Three Key Strategies for Teachers

1. Take the 3-5 Challenge.

Complex kids tend to be 3-5 years behind their peers in some aspects of their development. More often than not, students' difficult behaviors are a result of developmental delays in executive function. When a student is struggling, take a few years off and consider where they are developmentally (rather than chronologically). That will help you address your students' challenges more constructively and compassionately. Remember – their difficulty managing their emotions is part of their developmental delay.

2. Understand the Role of Motivation.

The brains of students with executive function challenges are wired without a "just get it done" button. In fact, they need a motivation for everything they do. Younger children may be motivated by pleasing adults, but it's not a sustainable strategy for the long term. Help them identify what is likely to motivate them using this acronym: P (play/humor) I (interest) N (novelty) C (competition) H (hurry up/urgency).

3. Make CALM a priority.

When students resist work, are oppositional, anxious, impulsive, over-sensitive, aggressive, etc., their immature executive functions are interfering with their education. Focus on calm. For you, instead of getting frustrated, get curious. Identify the underlying source of a student's emotional reactions. For students, create an environment that makes mistakes "matter-of-fact." Don't ask them "why" they did something because they probably don’t know. Instead, help them identify their feelings and concerns without shame, embarrassment or judgment. When we stay calm, we keep things from escalating; when our students stay calm, they have access to the problem-solving parts of their brain.


At School Survival for Teachers, in over an hour we barely got through a quarter of the questions that registered teachers submitted. Clearly, the need is great.

Our Solution: Sanity School® for Teachers

Parents want their child’s teachers to have the training and tools they need to help kids succeed in school.

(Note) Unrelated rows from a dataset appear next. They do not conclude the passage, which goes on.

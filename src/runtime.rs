// Interpreter-facing cancellation plumbing. The interpreter proper
// lives elsewhere; this holds the runtime-configurable interrupt byte
// and the pending-interrupt flag its execution loop polls.

use core::cell::Cell;
use core::sync::atomic::{AtomicBool, Ordering};

use critical_section::Mutex;
use moss_supervisor::usb::Interpreter;

// cs: Option<u8> is wider than the load/store atomics riscv32imc has.
// Boots armed with Ctrl-C, the same byte the USB init registers.
static INTERRUPT_CHAR: Mutex<Cell<Option<u8>>> = Mutex::new(Cell::new(Some(0x03)));

static INTERRUPT_PENDING: AtomicBool = AtomicBool::new(false);

/// Reconfigure the interrupt byte. `None` disables cancellation.
/// Note the USB stack keeps reporting only the byte registered at
/// init, so a different value here disarms the trigger entirely.
pub fn set_interrupt_char(byte: Option<u8>) {
    critical_section::with(|cs| INTERRUPT_CHAR.borrow(cs).set(byte));
}

pub fn interrupt_char() -> Option<u8> {
    critical_section::with(|cs| INTERRUPT_CHAR.borrow(cs).get())
}

/// Consume a pending interrupt. The interpreter polls this between
/// statements.
pub fn take_interrupt() -> bool {
    // cs: riscv32imc has no atomic swap.
    critical_section::with(|_| {
        let pending = INTERRUPT_PENDING.load(Ordering::Relaxed);
        if pending {
            INTERRUPT_PENDING.store(false, Ordering::Relaxed);
        }
        pending
    })
}

/// Interpreter seam handed to the USB control channel.
pub struct ReplControl;

impl Interpreter for ReplControl {
    fn interrupt_char(&self) -> Option<u8> {
        interrupt_char()
    }

    fn keyboard_interrupt(&mut self) {
        INTERRUPT_PENDING.store(true, Ordering::Release);
    }
}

And teachers want a more effective toolbox for teaching kids with complex issues because they really want to help.

So, if the question is, how do we help teachers get the training they need? Our answer is Sanity School® for Teachers.

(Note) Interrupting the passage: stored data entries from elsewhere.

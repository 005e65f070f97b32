// USB virtual-serial control plane: stack lifecycle, serial-number
// derivation, and the two policy handlers layered on the stack's
// reports (line state -> bootloader touch, wanted byte -> interpreter
// interrupt).

pub mod serial_number;
pub mod stack;

pub use serial_number::{SERIAL_UNITS, SerialNumber, UID_LEN};
pub use stack::{LineCoding, UsbDeviceStack, UsbEvent};

use log::{info, warn};

use crate::background::UsbPump;

/// Baud rate a host sets, then drops DTR, to request a firmware
/// update without physical access.
pub const BOOTLOADER_TOUCH_BAUD: u32 = 1200;

/// Byte registered with the stack's wanted-byte trigger at init
/// (Ctrl-C).
///
/// Registered exactly once. The byte compared when the trigger fires
/// is [`Interpreter::interrupt_char`], which can be reconfigured at
/// runtime; if the two diverge the stack keeps reporting only this
/// value, so the new byte never triggers. Deliberately two values.
#[cfg(feature = "interrupt-char")]
pub const WANTED_CHAR: u8 = 0x03;

/// Platform services consumed by the control channel.
pub trait Port {
    /// Fixed-length unique processor identifier.
    fn unique_id(&self) -> [u8; UID_LEN];

    /// Restart into the device bootloader. Never returns on hardware;
    /// mock implementations return so tests can count invocations.
    fn reset_to_bootloader(&mut self);
}

/// Interpreter-side cancellation hooks.
pub trait Interpreter {
    /// Currently configured interrupt byte, if any. Reconfigurable at
    /// runtime, independently of the byte registered with the stack.
    fn interrupt_char(&self) -> Option<u8>;

    /// Deliver a keyboard-interrupt to the interpreter.
    fn keyboard_interrupt(&mut self);
}

/// Owns the USB lifecycle triple (`init` / `enabled` / `pump`) and
/// the control-line and wanted-byte policy.
pub struct UsbControlChannel<S, P, I> {
    stack: S,
    port: P,
    interpreter: I,
    serial: SerialNumber,
    initialized: bool,
}

impl<S, P, I> UsbControlChannel<S, P, I>
where
    S: UsbDeviceStack,
    P: Port,
    I: Interpreter,
{
    pub fn new(stack: S, port: P, interpreter: I) -> Self {
        Self {
            stack,
            port,
            interpreter,
            serial: SerialNumber::new(),
            initialized: false,
        }
    }

    /// Bring up the USB function set: controller hardware, serial
    /// number, stack start, wanted-byte registration, serial-MIDI.
    ///
    /// Call once, before the first `pump()`; repeat calls warn and
    /// return.
    pub fn init(&mut self) {
        if self.initialized {
            warn!("usb: init called twice");
            return;
        }

        self.stack.init_hardware();

        let uid = self.port.unique_id();
        self.serial.load(&uid);

        self.stack.start(&self.serial);

        #[cfg(feature = "interrupt-char")]
        self.stack.set_wanted_byte(WANTED_CHAR);

        self.stack.start_midi();

        self.initialized = true;
        info!("usb: started");
    }

    /// Whether the stack has completed initialization. No side
    /// effects.
    pub fn enabled(&self) -> bool {
        self.stack.inited()
    }

    /// Descriptor serial number derived at init.
    pub fn serial_number(&self) -> &SerialNumber {
        &self.serial
    }

    /// If enabled, drive one iteration of stack processing, handle
    /// whatever it reported, then flush buffered outbound serial
    /// data.
    pub fn pump(&mut self) {
        if !self.enabled() {
            return;
        }

        self.stack.service();
        while let Some(event) = self.stack.next_event() {
            self.handle_event(event);
        }
        self.stack.flush_write();
    }

    fn handle_event(&mut self, event: UsbEvent) {
        match event {
            UsbEvent::Mounted => self.mounted(),
            UsbEvent::Unmounted => self.unmounted(),
            UsbEvent::LineState { dtr, .. } => self.line_state(dtr),
            UsbEvent::WantedByte(byte) => self.wanted_byte(byte),
        }
    }

    // DTR deasserted counts as disconnected. A disconnect with the
    // line coding at 1200 baud is the host convention for requesting
    // a firmware update; any other rate is just a disconnect.
    fn line_state(&mut self, dtr: bool) {
        if dtr {
            return;
        }
        let coding = self.stack.line_coding();
        if coding.bit_rate == BOOTLOADER_TOUCH_BAUD {
            info!("usb: {} baud touch, entering bootloader", coding.bit_rate);
            self.port.reset_to_bootloader();
        }
    }

    // The stack only ever reports the byte registered at init; the
    // comparison is against the interpreter's current interrupt byte,
    // so a runtime reconfiguration silently disarms the trigger.
    #[cfg(feature = "interrupt-char")]
    fn wanted_byte(&mut self, byte: u8) {
        if self.interpreter.interrupt_char() == Some(byte) {
            self.stack.flush_read();
            self.interpreter.keyboard_interrupt();
        }
    }

    #[cfg(not(feature = "interrupt-char"))]
    fn wanted_byte(&mut self, _byte: u8) {}

    // Mount/unmount extension points, currently no-ops.
    fn mounted(&mut self) {}

    fn unmounted(&mut self) {}
}

impl<S, P, I> UsbPump for UsbControlChannel<S, P, I>
where
    S: UsbDeviceStack,
    P: Port,
    I: Interpreter,
{
    fn pump(&mut self) {
        UsbControlChannel::pump(self);
    }
}

#[cfg(test)]
mod tests {
    use super::*;
    use core::cell::{Cell, RefCell};
    use std::collections::VecDeque;
    use std::rc::Rc;

    #[derive(Default)]
    struct Shared {
        calls: RefCell<Vec<&'static str>>,
        events: RefCell<VecDeque<UsbEvent>>,
        coding: Cell<LineCoding>,
        started: Cell<bool>,
        wanted: Cell<Option<u8>>,
        resets: Cell<u32>,
        interrupts: Cell<u32>,
        interrupt_char: Cell<Option<u8>>,
    }

    impl Shared {
        fn push_event(&self, event: UsbEvent) {
            self.events.borrow_mut().push_back(event);
        }

        fn count(&self, name: &str) -> usize {
            self.calls.borrow().iter().filter(|&&c| c == name).count()
        }
    }

    struct MockStack(Rc<Shared>);

    impl UsbDeviceStack for MockStack {
        fn init_hardware(&mut self) {
            self.0.calls.borrow_mut().push("init_hardware");
        }

        fn start(&mut self, serial: &SerialNumber) {
            assert!(
                serial.digits().iter().all(|u| *u != 0),
                "serial number must be derived before start"
            );
            self.0.calls.borrow_mut().push("start");
            self.0.started.set(true);
        }

        fn inited(&self) -> bool {
            self.0.started.get()
        }

        fn service(&mut self) {
            self.0.calls.borrow_mut().push("service");
        }

        fn next_event(&mut self) -> Option<UsbEvent> {
            self.0.events.borrow_mut().pop_front()
        }

        fn flush_write(&mut self) {
            self.0.calls.borrow_mut().push("flush_write");
        }

        fn flush_read(&mut self) {
            self.0.calls.borrow_mut().push("flush_read");
        }

        fn line_coding(&self) -> LineCoding {
            self.0.coding.get()
        }

        fn set_wanted_byte(&mut self, byte: u8) {
            self.0.calls.borrow_mut().push("set_wanted_byte");
            self.0.wanted.set(Some(byte));
        }

        fn start_midi(&mut self) {
            self.0.calls.borrow_mut().push("start_midi");
        }
    }

    struct MockPort(Rc<Shared>);

    impl Port for MockPort {
        fn unique_id(&self) -> [u8; UID_LEN] {
            [0x1F, 0x00, 0xA5, 0x5A, 0xFF, 0x10]
        }

        fn reset_to_bootloader(&mut self) {
            self.0.resets.set(self.0.resets.get() + 1);
        }
    }

    struct MockInterpreter(Rc<Shared>);

    impl Interpreter for MockInterpreter {
        fn interrupt_char(&self) -> Option<u8> {
            self.0.interrupt_char.get()
        }

        fn keyboard_interrupt(&mut self) {
            self.0.interrupts.set(self.0.interrupts.get() + 1);
        }
    }

    fn channel(
        shared: &Rc<Shared>,
    ) -> UsbControlChannel<MockStack, MockPort, MockInterpreter> {
        UsbControlChannel::new(
            MockStack(shared.clone()),
            MockPort(shared.clone()),
            MockInterpreter(shared.clone()),
        )
    }

    #[test]
    #[cfg(feature = "interrupt-char")]
    fn init_runs_bringup_in_order() {
        let shared = Rc::new(Shared::default());
        let mut usb = channel(&shared);

        usb.init();

        assert_eq!(
            *shared.calls.borrow(),
            ["init_hardware", "start", "set_wanted_byte", "start_midi"]
        );
        assert_eq!(shared.wanted.get(), Some(WANTED_CHAR));
        // Serial number derived from the unique id, low nibble first.
        assert_eq!(usb.serial_number().digits()[0], u16::from(b'F'));
        assert_eq!(usb.serial_number().digits()[1], u16::from(b'1'));
        assert!(usb.enabled());
    }

    #[test]
    fn repeat_init_is_ignored() {
        let shared = Rc::new(Shared::default());
        let mut usb = channel(&shared);

        usb.init();
        let calls_after_first = shared.calls.borrow().len();
        usb.init();

        assert_eq!(shared.calls.borrow().len(), calls_after_first);
    }

    #[test]
    fn pump_is_a_noop_before_init() {
        let shared = Rc::new(Shared::default());
        let mut usb = channel(&shared);

        usb.pump();

        assert!(!usb.enabled());
        assert!(shared.calls.borrow().is_empty());
    }

    #[test]
    fn pump_services_then_flushes_outbound() {
        let shared = Rc::new(Shared::default());
        let mut usb = channel(&shared);
        usb.init();
        shared.calls.borrow_mut().clear();

        shared.push_event(UsbEvent::Mounted);
        shared.push_event(UsbEvent::Unmounted);
        usb.pump();

        assert_eq!(*shared.calls.borrow(), ["service", "flush_write"]);
    }

    #[test]
    fn bootloader_touch_fires_on_disconnect_at_1200() {
        let shared = Rc::new(Shared::default());
        let mut usb = channel(&shared);
        usb.init();

        shared.coding.set(LineCoding {
            bit_rate: 1200,
            ..LineCoding::default()
        });
        shared.push_event(UsbEvent::LineState {
            dtr: false,
            rts: false,
        });
        usb.pump();

        assert_eq!(shared.resets.get(), 1);
    }

    #[test]
    fn other_bit_rates_disconnect_silently() {
        let shared = Rc::new(Shared::default());
        let mut usb = channel(&shared);
        usb.init();

        shared.coding.set(LineCoding {
            bit_rate: 9600,
            ..LineCoding::default()
        });
        shared.push_event(UsbEvent::LineState {
            dtr: false,
            rts: false,
        });
        usb.pump();

        assert_eq!(shared.resets.get(), 0);
    }

    #[test]
    fn connect_never_triggers_bootloader() {
        let shared = Rc::new(Shared::default());
        let mut usb = channel(&shared);
        usb.init();

        shared.coding.set(LineCoding {
            bit_rate: 1200,
            ..LineCoding::default()
        });
        shared.push_event(UsbEvent::LineState {
            dtr: true,
            rts: false,
        });
        usb.pump();

        assert_eq!(shared.resets.get(), 0);
    }

    #[test]
    #[cfg(feature = "interrupt-char")]
    fn matching_wanted_byte_flushes_rx_and_interrupts() {
        let shared = Rc::new(Shared::default());
        let mut usb = channel(&shared);
        usb.init();
        shared.interrupt_char.set(Some(WANTED_CHAR));

        shared.push_event(UsbEvent::WantedByte(WANTED_CHAR));
        usb.pump();

        assert_eq!(shared.interrupts.get(), 1);
        assert_eq!(shared.count("flush_read"), 1);
    }

    #[test]
    #[cfg(feature = "interrupt-char")]
    fn mismatched_byte_does_nothing() {
        let shared = Rc::new(Shared::default());
        let mut usb = channel(&shared);
        usb.init();
        shared.interrupt_char.set(Some(WANTED_CHAR));

        shared.push_event(UsbEvent::WantedByte(0x11));
        usb.pump();

        assert_eq!(shared.interrupts.get(), 0);
        assert_eq!(shared.count("flush_read"), 0);
    }

    #[test]
    #[cfg(feature = "interrupt-char")]
    fn reconfigured_interrupt_char_disarms_the_trigger() {
        let shared = Rc::new(Shared::default());
        let mut usb = channel(&shared);
        usb.init();

        // The stack still reports the byte registered at init; a
        // runtime change of the interrupt byte means no match, ever.
        shared.interrupt_char.set(Some(0x11));
        shared.push_event(UsbEvent::WantedByte(WANTED_CHAR));
        usb.pump();

        assert_eq!(shared.interrupts.get(), 0);
        assert_eq!(shared.count("flush_read"), 0);
    }

    #[test]
    #[cfg(feature = "interrupt-char")]
    fn disabled_interrupt_char_never_matches() {
        let shared = Rc::new(Shared::default());
        let mut usb = channel(&shared);
        usb.init();

        shared.interrupt_char.set(None);
        shared.push_event(UsbEvent::WantedByte(WANTED_CHAR));
        usb.pump();

        assert_eq!(shared.interrupts.get(), 0);
    }
}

  • "Hello. I just finished Week 6 of Sanity School®. Thank you for this amazing program! I have already started sharing the way the program has changed my perspective of my students (by helping me to understand them better) and transformed my classroom. In particular, I really love the chart on executive function. I think it is a great tool to use in my school with parents." Jessica G., Teacher, NJ


Sanity School® for Teachers energizes and equips teachers to create more productive classrooms. Teachers get an understanding of the key issues facing students, and three months of coaching and support to implement what they're learning in their classrooms.

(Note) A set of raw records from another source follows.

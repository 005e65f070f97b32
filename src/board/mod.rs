// Hardware bindings for the supervisor collaborator traits.
// clock: 1 ms tick counter fed by the TIMG0 interrupt
// heap:  heap fence over esp-alloc internal stats
// port:  efuse identity, bootloader entry
// usb:   USB-Serial-JTAG console as the device stack

pub mod clock;
pub mod heap;
pub mod port;
pub mod usb;

pub use clock::SystemClock;
pub use heap::HeapGuard;
pub use port::EspPort;
pub use usb::SerialJtagStack;
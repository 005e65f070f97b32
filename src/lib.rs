// moss-rt: cooperative supervisor runtime for the ESP32-C3
//
// Binds the moss-supervisor collaborator traits to esp-hal: tick
// timer, heap stats, efuse identity, USB-Serial-JTAG console.

#![no_std]

pub mod board;
pub mod runtime;
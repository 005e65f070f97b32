// Descriptor serial number, derived once from the processor unique id.

/// Length in bytes of the processor unique identifier (the ESP32-C3
/// factory base MAC).
pub const UID_LEN: usize = 6;

/// UTF-16 code units in the serial number descriptor: one header slot
/// plus two hex digits per identifier byte.
pub const SERIAL_UNITS: usize = 1 + UID_LEN * 2;

const NIBBLE_TO_HEX: [u8; 16] = *b"0123456789ABCDEF";

/// Serial number as UTF-16 code units, served verbatim as the USB
/// string descriptor payload. Slot 0 is reserved for the descriptor
/// header (length/type) and is never touched by [`load`](Self::load).
pub struct SerialNumber {
    units: [u16; SERIAL_UNITS],
}

impl SerialNumber {
    pub const fn new() -> Self {
        Self {
            units: [0; SERIAL_UNITS],
        }
    }

    /// Derive the serial number from the unique id: two uppercase hex
    /// digits per byte, low nibble first. Deterministic; recomputing
    /// from the same id rewrites the identical buffer.
    pub fn load(&mut self, uid: &[u8; UID_LEN]) {
        for (i, byte) in uid.iter().enumerate() {
            for j in 0..2 {
                let nibble = (byte >> (j * 4)) & 0xf;
                self.units[1 + i * 2 + j] = NIBBLE_TO_HEX[nibble as usize] as u16;
            }
        }
    }

    /// Fill the reserved header slot. Called by the descriptor layer,
    /// not by `load`.
    pub fn set_header(&mut self, unit: u16) {
        self.units[0] = unit;
    }

    /// The full descriptor buffer, header slot included.
    pub fn units(&self) -> &[u16; SERIAL_UNITS] {
        &self.units
    }

    /// The derived hex digits, without the header slot.
    pub fn digits(&self) -> &[u16] {
        &self.units[1..]
    }
}

impl Default for SerialNumber {
    fn default() -> Self {
        Self::new()
    }
}
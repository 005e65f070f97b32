// USB-Serial-JTAG console bound to the UsbDeviceStack seam.
//
// The ROM handles CDC enumeration and descriptors for this
// controller, so init/start are bookkeeping here. RX bytes are
// scanned for the registered wanted byte as they are drained; host
// line-coding changes are not surfaced by this peripheral driver, so
// the last known coding is reported.

use esp_hal::Blocking;
use esp_hal::usb_serial_jtag::UsbSerialJtag;
use log::info;

use moss_supervisor::usb::{LineCoding, SerialNumber, UID_LEN, UsbDeviceStack, UsbEvent};

/// Buffered inbound console bytes awaiting the runtime reader.
const RX_BUF: usize = 64;

const EVENT_QUEUE: usize = 4;

pub struct SerialJtagStack<'d> {
    serial: UsbSerialJtag<'d, Blocking>,
    started: bool,
    wanted: Option<u8>,
    coding: LineCoding,
    rx: heapless::Deque<u8, RX_BUF>,
    events: heapless::Deque<UsbEvent, EVENT_QUEUE>,
}

impl<'d> SerialJtagStack<'d> {
    pub fn new(serial: UsbSerialJtag<'d, Blocking>) -> Self {
        Self {
            serial,
            started: false,
            wanted: None,
            coding: LineCoding::default(),
            rx: heapless::Deque::new(),
            events: heapless::Deque::new(),
        }
    }

    /// Next buffered console byte, for the runtime's console reader.
    pub fn read(&mut self) -> Option<u8> {
        self.rx.pop_front()
    }

    fn accept(&mut self, byte: u8) {
        // The byte stays in the console buffer either way; a matching
        // wanted byte is additionally reported as an event and cleared
        // later by flush_read.
        if self.rx.push_back(byte).is_err() {
            // Oldest byte gives way when the runtime falls behind.
            self.rx.pop_front();
            let _ = self.rx.push_back(byte);
        }
        if self.wanted == Some(byte) {
            let _ = self.events.push_back(UsbEvent::WantedByte(byte));
        }
    }
}

impl UsbDeviceStack for SerialJtagStack<'_> {
    fn init_hardware(&mut self) {
        // Controller bring-up is owned by the ROM; nothing to do.
    }

    fn start(&mut self, serial: &SerialNumber) {
        let mut digits = heapless::String::<{ 2 * UID_LEN }>::new();
        for &unit in serial.digits() {
            let _ = digits.push(unit as u8 as char);
        }
        info!("usb: serial-jtag console up, serial {}", digits);
        self.started = true;
    }

    fn inited(&self) -> bool {
        self.started
    }

    fn service(&mut self) {
        loop {
            match self.serial.read_byte() {
                Ok(byte) => self.accept(byte),
                Err(nb::Error::WouldBlock) => break,
                Err(nb::Error::Other(_)) => break,
            }
        }
    }

    fn next_event(&mut self) -> Option<UsbEvent> {
        self.events.pop_front()
    }

    fn flush_write(&mut self) {
        let _ = self.serial.flush_tx();
    }

    fn flush_read(&mut self) {
        while self.rx.pop_front().is_some() {}
    }

    fn line_coding(&self) -> LineCoding {
        self.coding
    }

    fn set_wanted_byte(&mut self, byte: u8) {
        self.wanted = Some(byte);
    }
}
//! Color reduction algorithms.
//!
//! Every algorithm implements [`Reduction`]: it takes ownership of a
//! properly colored graph and returns a (hopefully) smaller proper coloring.
//! Algorithms are looked up by [`AlgorithmId`] through a
//! [`ReductionRegistry`] built once by the caller.

pub mod kw;
pub mod naive;
pub mod pool;
pub mod registry;

use async_trait::async_trait;
use serde::{Deserialize, Serialize};
use std::fmt;

use crate::config::ReductionConfig;
use crate::types::Graph;

pub use kw::KwReduction;
pub use naive::NaiveReduction;
pub use registry::ReductionRegistry;

/// Identifier of a registered reduction algorithm.
#[derive(Debug, Clone, Copy, PartialEq, Eq, PartialOrd, Ord, Hash, Serialize, Deserialize)]
pub struct AlgorithmId(pub u32);

impl AlgorithmId {
    /// Single-unit greedy reduction.
    pub const NAIVE: AlgorithmId = AlgorithmId(0);
    /// Parallel bin merge reduction.
    pub const KW: AlgorithmId = AlgorithmId(1);
    /// Every built-in algorithm.
    pub const ALL: [AlgorithmId; 2] = [Self::NAIVE, Self::KW];
}

impl fmt::Display for AlgorithmId {
    fn fmt(&self, f: &mut fmt::Formatter<'_>) -> fmt::Result {
        write!(f, "{}", self.0)
    }
}

/// Error type for reductions and the dispatcher.
#[derive(Debug, thiserror::Error)]
pub enum ReductionError {
    /// No algorithm registered under this id.
    #[error("Unknown algorithm id: {0}")]
    UnknownAlgorithm(AlgorithmId),
    /// A worker task panicked or was aborted.
    #[error("Worker failed: {0}")]
    Worker(String),
    /// The worker pool stopped accepting jobs.
    #[error("Worker pool closed before the round completed")]
    PoolClosed,
    /// Configuration cannot be used.
    #[error("Invalid configuration: {0}")]
    InvalidConfig(String),
}

impl From<tokio::task::JoinError> for ReductionError {
    fn from(e: tokio::task::JoinError) -> Self {
        Self::Worker(e.to_string())
    }
}

/// A color reduction algorithm.
///
/// Implementations must return a proper coloring whenever they receive one.
#[async_trait]
pub trait Reduction: Send + Sync {
    /// Short name used in result records.
    fn name(&self) -> &'static str;

    /// Reduce the coloring of `graph`.
    async fn reduce(&self, graph: Graph, config: &ReductionConfig) -> Result<Graph, ReductionError>;
}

So if you're a teacher who wants help, we invite you to try the strategies we've shared here, and find out more about our new program for teachers. It is nothing short of transformational.

And if you're a parent, and you know your child's teachers need help, share this article and encourage your child's teacher to get support in learning how to teach students with ADHD. Talk to the administration about enrolling teachers into Sanity School®. Advocate for your child, and for all the other kids who deserve teachers who really "get it."

P.S. While I was writing this article, a client texted me. I'm not making this up, I promise. She had just left a parent/teacher conference, and wrote: "I just had a teacher ASK me for resources so he could learn about ADHD!!! He was fascinated when I described some of the lesser-known symptoms. He said it makes so much sense because he couldn't figure out why my son can be so advanced with complicated topics but not able to organize the basic assignments. I think teachers know and recognize the 'typical' ADHD hyperactivity, but they aren't aware of the spectrum and how many kids fly under the radar. But these kids are stressed every day just trying to get by. They also spend a ton of energy trying to look 'normal.' And yes, I'm sending him the Sanity School® for Teachers stuff. Such a total WIN!!"